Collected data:
####

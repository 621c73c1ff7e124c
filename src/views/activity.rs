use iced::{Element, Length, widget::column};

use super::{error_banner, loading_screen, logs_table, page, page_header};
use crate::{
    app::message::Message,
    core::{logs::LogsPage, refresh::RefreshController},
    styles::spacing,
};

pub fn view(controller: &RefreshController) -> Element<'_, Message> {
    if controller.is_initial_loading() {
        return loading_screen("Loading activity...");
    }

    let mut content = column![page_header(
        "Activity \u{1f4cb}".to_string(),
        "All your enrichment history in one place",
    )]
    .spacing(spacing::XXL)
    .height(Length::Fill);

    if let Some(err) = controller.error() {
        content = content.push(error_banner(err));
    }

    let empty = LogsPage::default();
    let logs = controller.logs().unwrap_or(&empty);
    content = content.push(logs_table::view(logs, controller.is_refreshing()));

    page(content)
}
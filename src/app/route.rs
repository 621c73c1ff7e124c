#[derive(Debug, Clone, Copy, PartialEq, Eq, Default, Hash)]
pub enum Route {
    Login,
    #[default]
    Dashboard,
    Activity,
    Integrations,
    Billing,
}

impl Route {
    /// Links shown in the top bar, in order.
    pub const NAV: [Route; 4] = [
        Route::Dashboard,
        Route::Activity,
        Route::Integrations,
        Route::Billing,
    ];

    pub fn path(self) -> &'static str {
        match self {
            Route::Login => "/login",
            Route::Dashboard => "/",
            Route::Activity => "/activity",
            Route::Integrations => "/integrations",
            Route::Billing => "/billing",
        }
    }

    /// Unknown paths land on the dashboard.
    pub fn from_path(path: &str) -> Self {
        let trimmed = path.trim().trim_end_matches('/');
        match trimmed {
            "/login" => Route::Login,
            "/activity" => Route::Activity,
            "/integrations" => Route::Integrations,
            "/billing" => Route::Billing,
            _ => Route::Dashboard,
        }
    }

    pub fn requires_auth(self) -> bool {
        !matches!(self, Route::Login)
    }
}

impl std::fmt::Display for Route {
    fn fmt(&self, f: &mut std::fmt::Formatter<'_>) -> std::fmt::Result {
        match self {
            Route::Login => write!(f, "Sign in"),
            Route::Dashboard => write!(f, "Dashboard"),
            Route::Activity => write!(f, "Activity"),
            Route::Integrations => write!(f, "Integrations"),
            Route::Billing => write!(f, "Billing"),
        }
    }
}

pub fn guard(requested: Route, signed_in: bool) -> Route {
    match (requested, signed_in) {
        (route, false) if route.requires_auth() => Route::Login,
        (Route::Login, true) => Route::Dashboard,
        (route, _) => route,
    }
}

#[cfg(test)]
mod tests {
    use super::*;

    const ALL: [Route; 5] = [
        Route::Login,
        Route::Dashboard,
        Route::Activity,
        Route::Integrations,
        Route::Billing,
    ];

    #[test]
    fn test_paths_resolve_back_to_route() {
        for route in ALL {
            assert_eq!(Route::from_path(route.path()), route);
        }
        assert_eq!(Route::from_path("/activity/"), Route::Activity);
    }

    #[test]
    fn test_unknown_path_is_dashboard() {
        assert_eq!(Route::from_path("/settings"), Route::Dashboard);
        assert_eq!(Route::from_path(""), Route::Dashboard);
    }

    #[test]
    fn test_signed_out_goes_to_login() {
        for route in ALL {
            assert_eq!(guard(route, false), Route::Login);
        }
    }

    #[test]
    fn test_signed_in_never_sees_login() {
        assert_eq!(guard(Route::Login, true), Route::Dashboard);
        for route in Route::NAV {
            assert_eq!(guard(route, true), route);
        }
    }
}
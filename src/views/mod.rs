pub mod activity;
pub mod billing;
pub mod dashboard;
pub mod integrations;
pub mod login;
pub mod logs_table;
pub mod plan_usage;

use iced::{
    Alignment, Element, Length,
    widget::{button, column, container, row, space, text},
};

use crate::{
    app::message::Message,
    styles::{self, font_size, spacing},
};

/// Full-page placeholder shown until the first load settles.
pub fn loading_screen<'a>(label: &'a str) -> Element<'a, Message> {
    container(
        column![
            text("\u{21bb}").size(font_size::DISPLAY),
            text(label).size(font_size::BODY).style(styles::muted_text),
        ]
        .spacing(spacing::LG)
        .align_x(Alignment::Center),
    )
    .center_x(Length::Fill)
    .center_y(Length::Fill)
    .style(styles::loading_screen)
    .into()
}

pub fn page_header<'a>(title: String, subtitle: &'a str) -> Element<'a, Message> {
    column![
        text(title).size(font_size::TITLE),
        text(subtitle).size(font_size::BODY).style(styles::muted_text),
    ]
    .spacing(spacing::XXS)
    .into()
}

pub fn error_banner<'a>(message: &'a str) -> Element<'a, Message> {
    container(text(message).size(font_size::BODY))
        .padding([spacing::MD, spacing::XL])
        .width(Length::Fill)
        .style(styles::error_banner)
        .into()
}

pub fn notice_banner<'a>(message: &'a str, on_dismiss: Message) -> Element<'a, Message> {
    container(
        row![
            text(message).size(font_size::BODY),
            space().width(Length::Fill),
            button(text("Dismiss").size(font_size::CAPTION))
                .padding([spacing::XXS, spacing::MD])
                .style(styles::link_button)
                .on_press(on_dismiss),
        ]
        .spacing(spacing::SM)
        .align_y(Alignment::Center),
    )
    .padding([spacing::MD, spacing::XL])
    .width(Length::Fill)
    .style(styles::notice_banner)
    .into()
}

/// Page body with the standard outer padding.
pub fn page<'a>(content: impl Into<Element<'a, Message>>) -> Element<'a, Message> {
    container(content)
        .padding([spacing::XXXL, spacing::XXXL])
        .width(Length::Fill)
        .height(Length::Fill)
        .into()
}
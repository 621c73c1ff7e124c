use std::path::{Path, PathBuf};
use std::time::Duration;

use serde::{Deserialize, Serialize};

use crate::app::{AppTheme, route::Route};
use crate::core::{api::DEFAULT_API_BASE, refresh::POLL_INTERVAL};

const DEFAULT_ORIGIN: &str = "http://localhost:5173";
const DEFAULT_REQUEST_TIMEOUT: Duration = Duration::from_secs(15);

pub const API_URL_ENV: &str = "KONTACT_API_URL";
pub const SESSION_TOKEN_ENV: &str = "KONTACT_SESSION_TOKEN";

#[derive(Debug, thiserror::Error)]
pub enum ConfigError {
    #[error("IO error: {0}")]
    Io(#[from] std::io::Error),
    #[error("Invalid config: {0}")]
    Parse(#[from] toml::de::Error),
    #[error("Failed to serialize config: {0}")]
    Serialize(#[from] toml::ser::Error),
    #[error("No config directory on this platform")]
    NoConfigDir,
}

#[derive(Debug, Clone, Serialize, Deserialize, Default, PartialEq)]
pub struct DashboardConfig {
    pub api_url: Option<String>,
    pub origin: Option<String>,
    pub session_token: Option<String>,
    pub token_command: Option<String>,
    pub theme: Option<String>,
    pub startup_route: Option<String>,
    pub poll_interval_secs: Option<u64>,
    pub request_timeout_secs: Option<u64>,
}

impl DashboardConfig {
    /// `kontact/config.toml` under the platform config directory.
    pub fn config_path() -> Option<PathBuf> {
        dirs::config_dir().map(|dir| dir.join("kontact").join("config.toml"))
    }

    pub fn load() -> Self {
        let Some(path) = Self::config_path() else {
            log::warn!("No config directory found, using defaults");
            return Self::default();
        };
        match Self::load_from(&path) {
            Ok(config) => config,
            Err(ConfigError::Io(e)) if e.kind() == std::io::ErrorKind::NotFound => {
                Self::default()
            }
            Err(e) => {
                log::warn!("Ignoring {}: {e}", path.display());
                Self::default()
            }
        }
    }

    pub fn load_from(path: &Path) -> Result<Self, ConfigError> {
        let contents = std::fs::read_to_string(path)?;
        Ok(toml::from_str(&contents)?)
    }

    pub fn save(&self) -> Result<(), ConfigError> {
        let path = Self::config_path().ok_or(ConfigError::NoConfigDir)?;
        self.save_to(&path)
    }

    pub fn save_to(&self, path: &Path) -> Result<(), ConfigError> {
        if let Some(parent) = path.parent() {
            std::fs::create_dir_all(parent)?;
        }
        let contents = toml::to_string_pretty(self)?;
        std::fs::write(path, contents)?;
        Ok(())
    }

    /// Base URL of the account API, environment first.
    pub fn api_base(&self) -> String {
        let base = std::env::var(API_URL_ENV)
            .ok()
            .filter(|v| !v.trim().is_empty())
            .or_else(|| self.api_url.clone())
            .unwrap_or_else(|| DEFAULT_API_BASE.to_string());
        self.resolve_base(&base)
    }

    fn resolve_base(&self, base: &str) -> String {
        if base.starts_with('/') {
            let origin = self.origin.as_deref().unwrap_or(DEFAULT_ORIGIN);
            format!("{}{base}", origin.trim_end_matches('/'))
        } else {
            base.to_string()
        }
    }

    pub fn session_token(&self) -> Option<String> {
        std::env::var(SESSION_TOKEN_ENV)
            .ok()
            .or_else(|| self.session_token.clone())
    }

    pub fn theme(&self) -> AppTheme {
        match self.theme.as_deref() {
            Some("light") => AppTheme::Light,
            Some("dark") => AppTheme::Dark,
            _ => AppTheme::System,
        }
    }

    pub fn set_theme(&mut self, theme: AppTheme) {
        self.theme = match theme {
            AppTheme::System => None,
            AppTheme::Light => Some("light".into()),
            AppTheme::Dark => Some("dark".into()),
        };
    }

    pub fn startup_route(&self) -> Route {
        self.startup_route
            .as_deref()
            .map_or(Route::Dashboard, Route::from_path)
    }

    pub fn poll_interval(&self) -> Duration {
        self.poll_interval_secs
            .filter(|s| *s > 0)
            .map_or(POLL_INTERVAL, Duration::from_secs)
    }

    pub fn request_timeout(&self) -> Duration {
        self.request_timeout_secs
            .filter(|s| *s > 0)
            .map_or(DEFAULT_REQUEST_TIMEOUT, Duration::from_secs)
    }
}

####

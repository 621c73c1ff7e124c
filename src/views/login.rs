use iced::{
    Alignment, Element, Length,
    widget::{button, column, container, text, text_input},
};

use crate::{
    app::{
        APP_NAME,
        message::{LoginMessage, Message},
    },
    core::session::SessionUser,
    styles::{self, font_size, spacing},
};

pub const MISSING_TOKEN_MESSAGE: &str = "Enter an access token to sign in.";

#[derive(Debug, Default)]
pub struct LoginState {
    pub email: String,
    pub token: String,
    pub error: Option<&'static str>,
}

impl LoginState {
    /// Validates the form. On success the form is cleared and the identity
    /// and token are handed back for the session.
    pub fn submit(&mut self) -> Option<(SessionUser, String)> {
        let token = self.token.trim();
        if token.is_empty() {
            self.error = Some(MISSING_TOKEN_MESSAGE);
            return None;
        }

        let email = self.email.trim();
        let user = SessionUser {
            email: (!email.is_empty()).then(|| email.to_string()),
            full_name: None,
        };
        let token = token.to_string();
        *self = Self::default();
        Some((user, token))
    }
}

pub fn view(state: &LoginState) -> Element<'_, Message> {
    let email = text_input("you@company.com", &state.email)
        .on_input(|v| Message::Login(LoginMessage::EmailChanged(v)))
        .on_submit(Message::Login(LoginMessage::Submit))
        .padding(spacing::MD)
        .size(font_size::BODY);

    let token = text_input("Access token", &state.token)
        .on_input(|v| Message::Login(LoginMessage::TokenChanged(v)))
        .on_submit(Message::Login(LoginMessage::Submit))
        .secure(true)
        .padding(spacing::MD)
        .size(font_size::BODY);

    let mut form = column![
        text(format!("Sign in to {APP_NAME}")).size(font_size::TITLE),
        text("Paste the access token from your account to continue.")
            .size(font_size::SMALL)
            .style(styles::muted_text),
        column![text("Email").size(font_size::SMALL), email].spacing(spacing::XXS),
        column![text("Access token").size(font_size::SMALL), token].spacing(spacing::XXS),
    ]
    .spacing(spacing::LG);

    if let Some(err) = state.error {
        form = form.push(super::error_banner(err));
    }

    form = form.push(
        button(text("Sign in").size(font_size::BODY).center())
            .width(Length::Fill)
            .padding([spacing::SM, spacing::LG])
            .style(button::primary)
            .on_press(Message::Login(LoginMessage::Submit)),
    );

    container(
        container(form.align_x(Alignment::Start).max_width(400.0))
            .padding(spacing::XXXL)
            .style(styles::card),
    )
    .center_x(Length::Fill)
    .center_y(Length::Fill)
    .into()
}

####

WHAT THE TASK ASKS » From the data above, reproduce word for word the lines running from the line with "platform config directory." to the line with "pub fn load_from(path: &Path)", ends included.

EXERCISE OUTPUT »
    /// `kontact/config.toml` under the platform config directory.
    pub fn config_path() -> Option<PathBuf> {
        dirs::config_dir().map(|dir| dir.join("kontact").join("config.toml"))
    }

    pub fn load() -> Self {
        let Some(path) = Self::config_path() else {
            log::warn!("No config directory found, using defaults");
            return Self::default();
        };
        match Self::load_from(&path) {
            Ok(config) => config,
            Err(ConfigError::Io(e)) if e.kind() == std::io::ErrorKind::NotFound => {
                Self::default()
            }
            Err(e) => {
                log::warn!("Ignoring {}: {e}", path.display());
                Self::default()
            }
        }
    }

    pub fn load_from(path: &Path) -> Result<Self, ConfigError> {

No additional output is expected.